[Collection entries]
# # # # # # #
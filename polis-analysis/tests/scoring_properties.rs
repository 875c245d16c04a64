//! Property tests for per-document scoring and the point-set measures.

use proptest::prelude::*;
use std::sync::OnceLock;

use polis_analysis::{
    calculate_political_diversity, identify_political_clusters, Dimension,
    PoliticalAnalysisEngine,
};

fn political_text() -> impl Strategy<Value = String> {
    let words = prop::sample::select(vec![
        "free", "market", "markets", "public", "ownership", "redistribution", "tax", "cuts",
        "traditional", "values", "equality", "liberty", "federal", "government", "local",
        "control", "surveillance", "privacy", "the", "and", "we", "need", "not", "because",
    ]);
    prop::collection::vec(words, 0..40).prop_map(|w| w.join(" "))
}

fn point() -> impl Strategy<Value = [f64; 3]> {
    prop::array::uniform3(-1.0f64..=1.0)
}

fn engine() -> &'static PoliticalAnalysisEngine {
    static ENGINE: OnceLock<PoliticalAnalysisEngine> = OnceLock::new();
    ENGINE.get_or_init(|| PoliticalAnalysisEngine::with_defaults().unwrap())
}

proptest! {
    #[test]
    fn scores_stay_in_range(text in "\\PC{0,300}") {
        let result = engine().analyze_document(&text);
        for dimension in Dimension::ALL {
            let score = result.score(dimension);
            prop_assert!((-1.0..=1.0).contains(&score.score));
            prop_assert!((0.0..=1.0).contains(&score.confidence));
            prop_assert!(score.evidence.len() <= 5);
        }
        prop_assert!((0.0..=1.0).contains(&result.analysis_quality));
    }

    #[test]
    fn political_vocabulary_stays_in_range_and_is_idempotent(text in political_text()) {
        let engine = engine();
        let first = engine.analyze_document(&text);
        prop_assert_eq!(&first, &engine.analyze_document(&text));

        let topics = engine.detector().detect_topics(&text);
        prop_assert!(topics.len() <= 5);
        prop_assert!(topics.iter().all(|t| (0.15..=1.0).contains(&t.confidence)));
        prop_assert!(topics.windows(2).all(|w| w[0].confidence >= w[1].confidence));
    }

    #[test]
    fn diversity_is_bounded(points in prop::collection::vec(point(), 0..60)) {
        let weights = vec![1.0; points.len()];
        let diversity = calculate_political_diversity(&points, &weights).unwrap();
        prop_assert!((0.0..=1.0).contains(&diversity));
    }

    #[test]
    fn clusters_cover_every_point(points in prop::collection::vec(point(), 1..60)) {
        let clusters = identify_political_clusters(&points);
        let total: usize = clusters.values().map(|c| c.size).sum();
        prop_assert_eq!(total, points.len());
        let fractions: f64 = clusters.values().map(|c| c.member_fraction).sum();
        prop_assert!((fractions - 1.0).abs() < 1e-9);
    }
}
# # # # # # #
Task prompt
Show the lines above that have the word "total".

Answer to this problem
        let total: usize = clusters.values().map(|c| c.size).sum();
        prop_assert_eq!(total, points.len());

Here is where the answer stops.